Cadmium Disrupted ER Ca 2+ Homeostasis by Inhibiting SERCA2 Expression and Activity to Induce Apoptosis in Renal Proximal Tubular Cells.

Cadmium (Cd) exposure induces chronic kidney disease and renal cancers, which originate from injury and cancerization of renal tubular cells. Previous studies have shown that Cd induced cytotoxicity by disrupting the intracellular Ca homeostasis that is physically regulated by the endoplasmic reticulum (ER) Ca store. However, the molecular mechanism of ER Ca homeostasis in Cd-induced nephrotoxicity remains unclear. In this study, our results firstly revealed that the activation of calcium-sensing receptor (CaSR) by NPS R-467 could protect against Cd exposure-induced cytotoxicity of mouse renal tubular cells (mRTEC) by restoring ER Ca homeostasis through the ER Ca reuptake channel sarco/endoplasmic reticulum Ca-ATPase (SERCA).

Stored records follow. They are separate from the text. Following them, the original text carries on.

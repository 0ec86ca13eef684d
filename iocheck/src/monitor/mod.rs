//! Path monitors and the registry that owns them.
//!
//! The registry maps each path to the handle of its running monitor. All
//! reads and writes of the map happen under one lock, and the lock is never
//! held across I/O: events are queued only after it is released.

mod runner;
pub mod state;

use std::collections::HashMap;
use std::sync::atomic::{AtomicU64, Ordering};
use std::sync::{Arc, Mutex, MutexGuard};
use std::time::Duration;

use log::{info, warn};
use tokio::sync::{mpsc, oneshot};

use crate::event::{Errno, Event, EventSink};
use crate::probes::Probe;
use runner::Monitor;

pub use state::{Action, Input, State};

/// Shortest accepted check interval, in seconds
pub const MIN_CHECK_INTERVAL: u64 = 1;

/// Longest accepted check interval, in seconds
pub const MAX_CHECK_INTERVAL: u64 = 3600;

struct MonitorHandle {
    id: u64,
    stop_tx: mpsc::UnboundedSender<()>,
}

struct RegistryInner {
    monitors: Mutex<HashMap<String, MonitorHandle>>,
    next_id: AtomicU64,
    sink: EventSink,
}

/// Shared path → monitor map.
#[derive(Clone)]
pub struct Registry {
    inner: Arc<RegistryInner>,
}

impl Registry {
    pub fn new(sink: EventSink) -> Self {
        Self {
            inner: Arc::new(RegistryInner {
                monitors: Mutex::new(HashMap::new()),
                next_id: AtomicU64::new(1),
                sink,
            }),
        }
    }

    pub fn sink(&self) -> &EventSink {
        &self.inner.sink
    }

    fn lock(&self) -> MutexGuard<'_, HashMap<String, MonitorHandle>> {
        self.inner.monitors.lock().unwrap_or_else(|e| e.into_inner())
    }

    /// Start monitoring `path`, or reply EEXIST if it is already monitored.
    ///
    /// Returns once the monitor has queued its `started` event.
    pub async fn start(&self, path: &str, interval: Duration, probe: Box<dyn Probe>) {
        let started = {
            let mut monitors = self.lock();
            if monitors.contains_key(path) {
                None
            } else {
                info!(
                    "start monitoring path {:?} (interval={})",
                    path,
                    interval.as_secs()
                );
                let id = self.inner.next_id.fetch_add(1, Ordering::Relaxed);
                let (stop_tx, stop_rx) = mpsc::unbounded_channel();
                let (started_tx, started_rx) = oneshot::channel();
                let monitor = Monitor::new(
                    id,
                    path.to_string(),
                    interval,
                    probe,
                    stop_rx,
                    started_tx,
                    self.clone(),
                );
                monitors.insert(path.to_string(), MonitorHandle { id, stop_tx });
                tokio::spawn(monitor.run());
                Some(started_rx)
            }
        };

        match started {
            Some(started_rx) => {
                let _ = started_rx.await;
            }
            None => {
                warn!("already monitoring path {:?}", path);
                self.sink()
                    .send(Event::new(
                        "start",
                        path,
                        Errno::EEXIST,
                        "already monitoring path",
                    ))
                    .await;
            }
        }
    }

    /// Ask the monitor of `path` to stop, or reply ENOENT if there is none.
    ///
    /// The monitor removes itself once its in-flight read, if any, completes.
    pub async fn stop(&self, path: &str) {
        let delivered = {
            let mut monitors = self.lock();
            match monitors.get(path) {
                Some(handle) if handle.stop_tx.send(()).is_ok() => {
                    info!("stop monitoring path {:?}", path);
                    true
                }
                Some(_) => {
                    // The monitor task died without cleaning up
                    warn!("dropping stale monitor for {:?}", path);
                    monitors.remove(path);
                    false
                }
                None => false,
            }
        };

        if !delivered {
            warn!("not monitoring path {:?}", path);
            self.sink()
                .send(Event::new("stop", path, Errno::ENOENT, "not monitoring path"))
                .await;
        }
    }

    /// Remove the entry for `path` if it still belongs to monitor `id`.
    pub(crate) fn remove(&self, path: &str, id: u64) -> bool {
        let mut monitors = self.lock();
        match monitors.get(path) {
            Some(handle) if handle.id == id => {
                monitors.remove(path);
                true
            }
            _ => false,
        }
    }

    pub fn contains(&self, path: &str) -> bool {
        self.lock().contains_key(path)
    }

    pub fn len(&self) -> usize {
        self.lock().len()
    }

    pub fn is_empty(&self) -> bool {
        self.lock().is_empty()
    }
}
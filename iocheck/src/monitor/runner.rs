use std::ops::ControlFlow;
use std::path::Path;
use std::sync::{Arc, Mutex};
use std::time::{Duration, Instant};

use log::{debug, error, info, warn};
use tokio::sync::{mpsc, oneshot};
use tokio::task;
use tokio::time::{self, MissedTickBehavior};

use super::Registry;
use super::state::{Action, Input, State};
use crate::event::{Errno, Event, EventSink};
use crate::probes::{Probe, format_delay};

/// Per-path scheduler.
///
/// Runs as its own task and waits on three sources: the ticker, completion
/// of the in-flight read, and stop requests. Reads run on the blocking pool,
/// so a hung read never delays ticks or stop handling.
pub(crate) struct Monitor {
    id: u64,
    path: String,
    interval: Duration,
    state: State,
    probe: Arc<Mutex<Box<dyn Probe>>>,
    probe_started: Instant,
    stop_rx: mpsc::UnboundedReceiver<()>,
    stop_closed: bool,
    started_tx: Option<oneshot::Sender<()>>,
    complete_tx: mpsc::Sender<()>,
    complete_rx: mpsc::Receiver<()>,
    registry: Registry,
    sink: EventSink,
}

impl Monitor {
    pub(crate) fn new(
        id: u64,
        path: String,
        interval: Duration,
        probe: Box<dyn Probe>,
        stop_rx: mpsc::UnboundedReceiver<()>,
        started_tx: oneshot::Sender<()>,
        registry: Registry,
    ) -> Self {
        let (complete_tx, complete_rx) = mpsc::channel(1);
        let sink = registry.sink().clone();

        Self {
            id,
            path,
            // tokio intervals must be non-zero
            interval: interval.max(Duration::from_secs(1)),
            state: State::Waiting,
            probe: Arc::new(Mutex::new(probe)),
            probe_started: Instant::now(),
            stop_rx,
            stop_closed: false,
            started_tx: Some(started_tx),
            complete_tx,
            complete_rx,
            registry,
            sink,
        }
    }

    pub(crate) async fn run(mut self) {
        info!("monitor {:?} started", self.path);
        self.sink
            .send(Event::success("start", &self.path, "started"))
            .await;
        // Registry::start returns only now, so no reply to a later command
        // for this path can overtake "started"
        if let Some(tx) = self.started_tx.take() {
            let _ = tx.send(());
        }

        // Initial check, then one per interval
        let mut flow = self.handle(Input::Tick).await;

        let mut ticker = time::interval_at(time::Instant::now() + self.interval, self.interval);
        ticker.set_missed_tick_behavior(MissedTickBehavior::Skip);

        while flow.is_continue() {
            let input = tokio::select! {
                _ = ticker.tick() => Input::Tick,
                Some(()) = self.complete_rx.recv() => Input::Complete,
                req = self.stop_rx.recv(), if !self.stop_closed => {
                    if req.is_none() {
                        // Nobody can stop us any more; treat as a final request
                        self.stop_closed = true;
                    }
                    Input::StopRequest
                }
            };
            flow = self.handle(input).await;
        }

        drop(ticker);
        self.exit().await;
    }

    async fn handle(&mut self, input: Input) -> ControlFlow<()> {
        let (next, action) = self.state.on(input);
        let previous = std::mem::replace(&mut self.state, next);

        match action {
            Action::BeginProbe => self.begin_probe(),
            Action::WarnBlocked => {
                warn!(
                    "monitor {:?} is blocked for {:.6} seconds",
                    self.path,
                    self.probe_started.elapsed().as_secs_f64()
                );
            }
            Action::ReportStopping => {
                if previous == State::Checking {
                    debug!("monitor {:?} is checking, waiting until io completes", self.path);
                } else {
                    debug!("monitor {:?} stopping in progress", self.path);
                }
                self.sink
                    .send(Event::new(
                        "stop",
                        &self.path,
                        Errno::EINPROGRESS,
                        "stopping in progress",
                    ))
                    .await;
            }
            Action::Exit => return ControlFlow::Break(()),
            Action::None => {}
            Action::Unexpected => {
                error!(
                    "monitor {:?} received {:?} while {:?}, ignoring",
                    self.path, input, previous
                );
            }
        }

        ControlFlow::Continue(())
    }

    fn begin_probe(&mut self) {
        debug!("checking {:?}...", self.path);
        self.probe_started = Instant::now();

        let path = self.path.clone();
        let probe = Arc::clone(&self.probe);
        let sink = self.sink.clone();
        let complete = self.complete_tx.clone();

        tokio::spawn(async move {
            let event = check(path, probe).await;
            sink.send(event).await;
            // Exactly one completion per read, raised after its result is queued
            let _ = complete.send(()).await;
        });
    }

    async fn exit(mut self) {
        self.registry.remove(&self.path, self.id);

        // Stop requests that raced with the exit still get their reply
        while self.stop_rx.try_recv().is_ok() {
            self.sink
                .send(Event::new(
                    "stop",
                    &self.path,
                    Errno::EINPROGRESS,
                    "stopping in progress",
                ))
                .await;
        }

        self.sink
            .send(Event::success("stop", &self.path, "stopped"))
            .await;
        info!("monitor {:?} stopped", self.path);
    }
}

async fn check(path: String, probe: Arc<Mutex<Box<dyn Probe>>>) -> Event {
    let target = path.clone();
    let result = task::spawn_blocking(move || {
        let mut probe = probe.lock().unwrap_or_else(|e| e.into_inner());
        probe.read_delay(Path::new(&target))
    })
    .await;

    match result {
        Ok(Ok(delay)) => {
            debug!(
                "check {:?} completed in {:.6} seconds",
                path,
                delay.as_secs_f64()
            );
            Event::success("check", path, format_delay(delay))
        }
        Ok(Err(errno)) => {
            let reason = errno.description();
            error!("check {:?} failed: {}", path, reason);
            Event::new("check", path, errno, reason)
        }
        Err(e) => {
            error!("check {:?} failed: {}", path, e);
            Event::new("check", path, Errno::EIO, "probe panicked")
        }
    }
}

Cd-induced ER stress and cell apoptosis were effectively abrogated by SERCA agonist CDN1163 and SERCA2 overexpression. In addition, in vivo, and in vitro results proved that Cd reduced the expressions of SERCA2 and its activity regulator phosphorylation phospholamban (p-PLB) in renal tubular cells. Cd-induced SERCA2 degradation was suppressed by the treatment of proteasome inhibitor MG132, which suggested that Cd reduced SERCA2 protein stability by promoting the proteasomal protein degradation pathway. These results suggested that SERCA2 played pivotal roles in Cd-induced ER Ca imbalance and stress to contribute to apoptosis of renal tubular cells, and the proteasomal pathway was involved in regulating SERCA2 stability. Our results proposed a new therapeutic approach targeting SERCA2 and associated proteasome that might protect against Cd-induced cytotoxicity and renal injury.